[Start of section]
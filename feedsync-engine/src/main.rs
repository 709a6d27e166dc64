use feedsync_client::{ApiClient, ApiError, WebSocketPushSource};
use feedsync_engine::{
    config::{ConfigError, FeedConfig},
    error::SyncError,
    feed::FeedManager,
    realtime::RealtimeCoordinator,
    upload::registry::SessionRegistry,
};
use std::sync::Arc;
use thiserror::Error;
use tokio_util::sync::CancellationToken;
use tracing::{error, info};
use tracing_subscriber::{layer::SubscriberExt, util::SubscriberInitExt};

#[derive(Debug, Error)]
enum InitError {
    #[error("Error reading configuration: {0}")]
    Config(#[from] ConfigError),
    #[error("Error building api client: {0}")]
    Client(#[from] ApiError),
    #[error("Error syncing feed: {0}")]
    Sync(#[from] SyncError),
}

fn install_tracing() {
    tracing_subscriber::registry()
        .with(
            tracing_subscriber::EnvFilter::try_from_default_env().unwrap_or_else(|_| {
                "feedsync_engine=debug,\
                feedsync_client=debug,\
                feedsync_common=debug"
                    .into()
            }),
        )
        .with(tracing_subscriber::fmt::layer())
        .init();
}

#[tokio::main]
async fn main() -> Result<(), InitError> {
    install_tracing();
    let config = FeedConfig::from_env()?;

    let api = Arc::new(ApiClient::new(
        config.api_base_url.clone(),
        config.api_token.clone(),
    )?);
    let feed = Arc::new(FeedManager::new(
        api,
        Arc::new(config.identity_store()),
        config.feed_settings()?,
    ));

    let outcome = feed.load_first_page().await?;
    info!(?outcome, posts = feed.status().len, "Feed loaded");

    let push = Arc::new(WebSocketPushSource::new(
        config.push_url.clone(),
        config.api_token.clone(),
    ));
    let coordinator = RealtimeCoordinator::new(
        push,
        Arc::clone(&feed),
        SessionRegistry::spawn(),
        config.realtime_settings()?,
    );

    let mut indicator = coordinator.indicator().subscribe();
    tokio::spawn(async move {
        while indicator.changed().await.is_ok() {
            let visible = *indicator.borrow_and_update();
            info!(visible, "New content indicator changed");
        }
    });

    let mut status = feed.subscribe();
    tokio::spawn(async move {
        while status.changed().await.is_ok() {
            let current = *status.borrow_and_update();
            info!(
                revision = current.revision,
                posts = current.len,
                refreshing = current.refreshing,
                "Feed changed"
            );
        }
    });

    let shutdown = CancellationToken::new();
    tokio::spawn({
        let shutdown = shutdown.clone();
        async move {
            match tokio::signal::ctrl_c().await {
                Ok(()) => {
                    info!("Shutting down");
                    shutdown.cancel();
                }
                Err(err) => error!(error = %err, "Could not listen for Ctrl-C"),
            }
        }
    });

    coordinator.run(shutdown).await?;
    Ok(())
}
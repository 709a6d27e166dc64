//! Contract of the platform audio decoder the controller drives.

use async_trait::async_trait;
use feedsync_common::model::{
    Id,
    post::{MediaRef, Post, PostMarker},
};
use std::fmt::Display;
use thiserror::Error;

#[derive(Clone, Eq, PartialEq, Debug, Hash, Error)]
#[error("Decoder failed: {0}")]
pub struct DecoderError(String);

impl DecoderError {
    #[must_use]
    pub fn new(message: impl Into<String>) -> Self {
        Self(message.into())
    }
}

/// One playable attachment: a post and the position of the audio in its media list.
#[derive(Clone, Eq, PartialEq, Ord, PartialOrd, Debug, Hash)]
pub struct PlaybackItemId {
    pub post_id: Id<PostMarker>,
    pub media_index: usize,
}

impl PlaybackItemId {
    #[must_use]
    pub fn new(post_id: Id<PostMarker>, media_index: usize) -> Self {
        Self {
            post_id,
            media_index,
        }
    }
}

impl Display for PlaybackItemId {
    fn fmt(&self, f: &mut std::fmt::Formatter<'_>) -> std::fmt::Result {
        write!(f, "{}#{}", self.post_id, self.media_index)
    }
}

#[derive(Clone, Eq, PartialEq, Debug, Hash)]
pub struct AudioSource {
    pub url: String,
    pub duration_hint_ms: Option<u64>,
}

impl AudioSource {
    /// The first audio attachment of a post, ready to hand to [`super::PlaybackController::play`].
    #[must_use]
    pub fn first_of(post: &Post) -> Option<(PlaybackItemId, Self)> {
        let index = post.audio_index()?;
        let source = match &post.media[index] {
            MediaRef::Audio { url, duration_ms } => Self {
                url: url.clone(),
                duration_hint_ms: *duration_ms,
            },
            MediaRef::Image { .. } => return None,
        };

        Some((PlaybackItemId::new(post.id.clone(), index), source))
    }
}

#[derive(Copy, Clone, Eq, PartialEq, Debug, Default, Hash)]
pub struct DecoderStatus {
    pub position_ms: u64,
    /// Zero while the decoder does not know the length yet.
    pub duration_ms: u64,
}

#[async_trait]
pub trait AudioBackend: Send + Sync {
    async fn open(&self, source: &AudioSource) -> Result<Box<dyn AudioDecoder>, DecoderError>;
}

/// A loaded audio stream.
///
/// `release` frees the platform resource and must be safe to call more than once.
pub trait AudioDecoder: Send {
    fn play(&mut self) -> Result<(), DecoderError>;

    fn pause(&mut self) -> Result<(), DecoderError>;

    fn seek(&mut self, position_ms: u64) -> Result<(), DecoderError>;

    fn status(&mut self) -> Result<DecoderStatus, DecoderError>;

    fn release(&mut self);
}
[End of section]
→ What you should do
Please show every line of the records that holds the word "PostMarker".

→ Solved exercise
    post::{MediaRef, Post, PostMarker},
    pub post_id: Id<PostMarker>,
    pub fn new(post_id: Id<PostMarker>, media_index: usize) -> Self {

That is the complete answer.